▶ [Brief] The answer must be a single number: how many lines in this listing hold the word "Alignment".
BEGIN Dataset excerpts
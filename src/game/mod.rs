//! Falling-target game.
//!
//! Targets spawn above the play area on a fixed period, fall for one period,
//! and must be tapped before they reach the bottom. Too many misses (or too
//! many tapped targets reaching the bottom) end the session.

pub mod clock;
pub mod logic;
pub mod observer;
pub mod types;

pub use clock::*;
pub use logic::*;
pub use observer::*;
pub use types::*;
//! Shared layout and overlay helpers for the game screens.

use ratatui::{
    layout::{Alignment, Constraint, Direction, Layout, Rect},
    style::{Color, Modifier, Style},
    text::{Line, Span},
    widgets::{Block, Borders, Clear, Paragraph},
    Frame,
};

/// Layout areas of the game screen.
#[derive(Debug, Clone, Copy, PartialEq, Eq)]
pub struct GameLayout {
    /// Play area, inside the outer border
    pub content: Rect,
    /// Status bar area (2 lines) under the play area
    pub status_bar: Rect,
    /// Info panel area on the right, with its own border
    pub info_panel: Rect,
}

/// Compute the game layout without drawing anything.
///
/// ```text
/// ┌─ Title ─────────────────────────┬─ Info ──────┐
/// │                                 │             │
/// │   [content area]                │  [info]     │
/// │                                 │             │
/// │ [status bar - 2 lines]          │             │
/// └─────────────────────────────────┴─────────────┘
/// ```
///
/// The main loop uses this to map mouse clicks onto the play area with the
/// same geometry the renderer draws.
pub fn compute_game_layout(area: Rect, content_min_height: u16, info_panel_width: u16) -> GameLayout {
    let inner = Block::default().borders(Borders::ALL).inner(area);

    let h_chunks = Layout::default()
        .direction(Direction::Horizontal)
        .constraints([Constraint::Min(20), Constraint::Length(info_panel_width)])
        .split(inner);

    let v_chunks = Layout::default()
        .direction(Direction::Vertical)
        .constraints([Constraint::Min(content_min_height), Constraint::Length(2)])
        .split(h_chunks[0]);

    GameLayout {
        content: v_chunks[0],
        status_bar: v_chunks[1],
        info_panel: h_chunks[1],
    }
}

/// Clear `area`, draw the titled outer border and return the layout inside it.
pub fn create_game_layout(
    frame: &mut Frame,
    area: Rect,
    title: &str,
    border_color: Color,
    content_min_height: u16,
    info_panel_width: u16,
) -> GameLayout {
    frame.render_widget(Clear, area);

    let block = Block::default()
        .title(title)
        .borders(Borders::ALL)
        .border_style(Style::default().fg(border_color));
    frame.render_widget(block, area);

    compute_game_layout(area, content_min_height, info_panel_width)
}

/// Render a status bar: a centered status line, then a line of controls given
/// as `(key, action)` pairs.
pub fn render_status_bar(
    frame: &mut Frame,
    area: Rect,
    status_text: &str,
    status_color: Color,
    controls: &[(&str, &str)],
) {
    if area.height < 1 {
        return;
    }

    let status = Paragraph::new(status_text)
        .style(Style::default().fg(status_color))
        .alignment(Alignment::Center);
    frame.render_widget(status, Rect { height: 1, ..area });

    if area.height >= 2 && !controls.is_empty() {
        let mut spans = Vec::new();
        for (i, (key, action)) in controls.iter().enumerate() {
            if i > 0 {
                spans.push(Span::styled("  ", Style::default()));
            }
            spans.push(Span::styled(*key, Style::default().fg(Color::White)));
            spans.push(Span::styled(
                format!(" {}", action),
                Style::default().fg(Color::DarkGray),
            ));
        }

        let controls_line = Paragraph::new(Line::from(spans)).alignment(Alignment::Center);
        frame.render_widget(
            controls_line,
            Rect {
                y: area.y + 1,
                height: 1,
                ..area
            },
        );
    }
}

/// Render a centered game-over box over `area`, leaving the rest visible.
pub fn render_game_over_overlay(
    frame: &mut Frame,
    area: Rect,
    title: &str,
    message: &str,
    detail: &str,
    hint: &str,
) {
    let modal_width = 40u16.min(area.width);
    let modal_height = 9u16.min(area.height);
    let x = area.x + (area.width.saturating_sub(modal_width)) / 2;
    let y = area.y + (area.height.saturating_sub(modal_height)) / 2;
    let modal_area = Rect::new(x, y, modal_width, modal_height);

    frame.render_widget(Clear, modal_area);

    let block = Block::default()
        .borders(Borders::ALL)
        .border_style(Style::default().fg(Color::Red));
    let inner = block.inner(modal_area);
    frame.render_widget(block, modal_area);

    let lines = vec![
        Line::from(Span::styled(
            title,
            Style::default().fg(Color::Red).add_modifier(Modifier::BOLD),
        )),
        Line::from(""),
        Line::from(Span::styled(message, Style::default().fg(Color::White))),
        Line::from(Span::styled(detail, Style::default().fg(Color::Cyan))),
        Line::from(""),
        Line::from(Span::styled(hint, Style::default().fg(Color::DarkGray))),
    ];

    let text = Paragraph::new(lines).alignment(Alignment::Center);
    frame.render_widget(text, inner);
}

/// Render an info panel frame with the standard " Info " title.
///
/// Returns the inner Rect for content rendering.
pub fn render_info_panel_frame(frame: &mut Frame, area: Rect) -> Rect {
    let block = Block::default()
        .title(" Info ")
        .borders(Borders::ALL)
        .border_style(Style::default().fg(Color::DarkGray));
    let inner = block.inner(area);
    frame.render_widget(block, area);
    inner
}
END Dataset excerpts
▶ [Task result] 4